··· Records for the exercise ···

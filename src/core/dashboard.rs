//! Reporting dashboard - aggregate statistics over blades and sharpenings

use std::collections::BTreeMap;

use chrono::{DateTime, Datelike, FixedOffset, NaiveDate};
use miette::Diagnostic;
use serde::Serialize;
use thiserror::Error;
use tracing::{debug, error};

use crate::core::identity::EntityId;
use crate::core::store::{DocumentStore, StoreError};
use crate::entities::{Blade, Branch, SharpeningEvent, SharpeningKind};

/// Number of months in the trailing histogram, current month included
pub const HISTORY_MONTHS: u32 = 6;

#[derive(Debug, Error, Diagnostic)]
pub enum ReportError {
    #[error("Operation failed, please try again")]
    #[diagnostic(code(sawtrack::report::collaborator))]
    Collaborator { cause: StoreError },

    #[error("failed to render the report: {0}")]
    #[diagnostic(code(sawtrack::report::template))]
    Template(String),

    #[error("failed to write CSV: {0}")]
    #[diagnostic(code(sawtrack::report::csv))]
    Csv(String),

    #[error("failed to write {path}: {source}")]
    #[diagnostic(code(sawtrack::report::io))]
    Io {
        path: std::path::PathBuf,
        #[source]
        source: std::io::Error,
    },
}

/// Headline counts
#[derive(Debug, Clone, Copy, Default, PartialEq, Eq, Serialize)]
pub struct Summary {
    pub total_blades: usize,
    pub terminal_blades: usize,
    pub open_blades: usize,
    pub total_events: usize,
    pub total_branches: usize,
}

/// One month of the trailing histogram
#[derive(Debug, Clone, PartialEq, Eq, Serialize)]
pub struct MonthBucket {
    pub year: i32,
    pub month: u32,
    /// "<Month name> <year>"
    pub label: String,
    pub count: usize,
}

#[derive(Debug, Clone, PartialEq, Eq, Serialize)]
pub struct KindCount {
    pub kind: SharpeningKind,
    pub count: usize,
}

#[derive(Debug, Clone, PartialEq, Eq, Serialize)]
pub struct BranchCount {
    pub branch: EntityId,
    pub name: String,
    pub count: usize,
}

/// Everything the dashboard shows, computed from one fetch of each collection
#[derive(Debug, Clone, PartialEq, Serialize)]
pub struct Dashboard {
    pub generated_on: NaiveDate,
    pub summary: Summary,
    pub monthly: Vec<MonthBucket>,
    pub by_kind: Vec<KindCount>,
    pub by_branch: Vec<BranchCount>,
}

impl Dashboard {
    /// Fetch blades, events and branches once and aggregate them
    ///
    /// `now` fixes both the report date and the zone events are bucketed in.
    pub fn load<S: DocumentStore>(store: &S, now: DateTime<FixedOffset>) -> Result<Self, ReportError> {
        let blades: Vec<Blade> = store.fetch_all().map_err(collaborator)?;
        let events: Vec<SharpeningEvent> = store.fetch_all().map_err(collaborator)?;
        let branches: Vec<Branch> = store.fetch_all().map_err(collaborator)?;
        debug!(
            blades = blades.len(),
            events = events.len(),
            branches = branches.len(),
            "computing dashboard"
        );
        Ok(Self::compute(&blades, &events, &branches, now))
    }

    pub fn compute(
        blades: &[Blade],
        events: &[SharpeningEvent],
        branches: &[Branch],
        now: DateTime<FixedOffset>,
    ) -> Self {
        let today = now.date_naive();
        let terminal = blades.iter().filter(|b| b.is_terminal()).count();
        let summary = Summary {
            total_blades: blades.len(),
            terminal_blades: terminal,
            open_blades: blades.len() - terminal,
            total_events: events.len(),
            total_branches: branches.len(),
        };

        Self {
            generated_on: today,
            summary,
            monthly: monthly_histogram(events, now),
            by_kind: count_by_kind(events),
            by_branch: count_by_branch(events, branches),
        }
    }

    /// Date stamp used in export file names
    pub fn date_stamp(&self) -> String {
        self.generated_on.format("%Y-%m-%d").to_string()
    }
}

fn collaborator(cause: StoreError) -> ReportError {
    error!(error = %cause, "document store call failed");
    ReportError::Collaborator { cause }
}

/// (year, month) that lies `back` months before the month of `today`
fn month_before(today: NaiveDate, back: u32) -> (i32, u32) {
    let index = today.year() * 12 + today.month0() as i32 - back as i32;
    (index.div_euclid(12), index.rem_euclid(12) as u32 + 1)
}

fn month_label(year: i32, month: u32) -> String {
    NaiveDate::from_ymd_opt(year, month, 1)
        .map(|d| d.format("%B %Y").to_string())
        .unwrap_or_else(|| format!("{}-{:02}", year, month))
}

fn monthly_histogram(events: &[SharpeningEvent], now: DateTime<FixedOffset>) -> Vec<MonthBucket> {
    let zone = now.timezone();
    let today = now.date_naive();
    let mut counts: BTreeMap<(i32, u32), usize> = BTreeMap::new();
    for event in events {
        let local = event.timestamp.with_timezone(&zone);
        let key = (local.year(), local.month());
        *counts.entry(key).or_insert(0) += 1;
    }

    (0..HISTORY_MONTHS)
        .rev()
        .map(|back| {
            let (year, month) = month_before(today, back);
            MonthBucket {
                year,
                month,
                label: month_label(year, month),
                count: counts.get(&(year, month)).copied().unwrap_or(0),
            }
        })
        .collect()
}

fn count_by_kind(events: &[SharpeningEvent]) -> Vec<KindCount> {
    let mut counts: BTreeMap<SharpeningKind, usize> = BTreeMap::new();
    for event in events {
        *counts.entry(event.kind).or_insert(0) += 1;
    }
    counts
        .into_iter()
        .map(|(kind, count)| KindCount { kind, count })
        .collect()
}

fn count_by_branch(events: &[SharpeningEvent], branches: &[Branch]) -> Vec<BranchCount> {
    branches
        .iter()
        .map(|branch| BranchCount {
            branch: branch.id,
            name: branch.name.clone(),
            count: events.iter().filter(|e| e.branch == branch.id).count(),
        })
        .collect()
}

···

## What the task requires
Search the listing above for the string "NaiveDate" and return each line it appears on.

## Exercise solution
use chrono::{DateTime, Datelike, FixedOffset, NaiveDate};
    pub generated_on: NaiveDate,
fn month_before(today: NaiveDate, back: u32) -> (i32, u32) {
    NaiveDate::from_ymd_opt(year, month, 1)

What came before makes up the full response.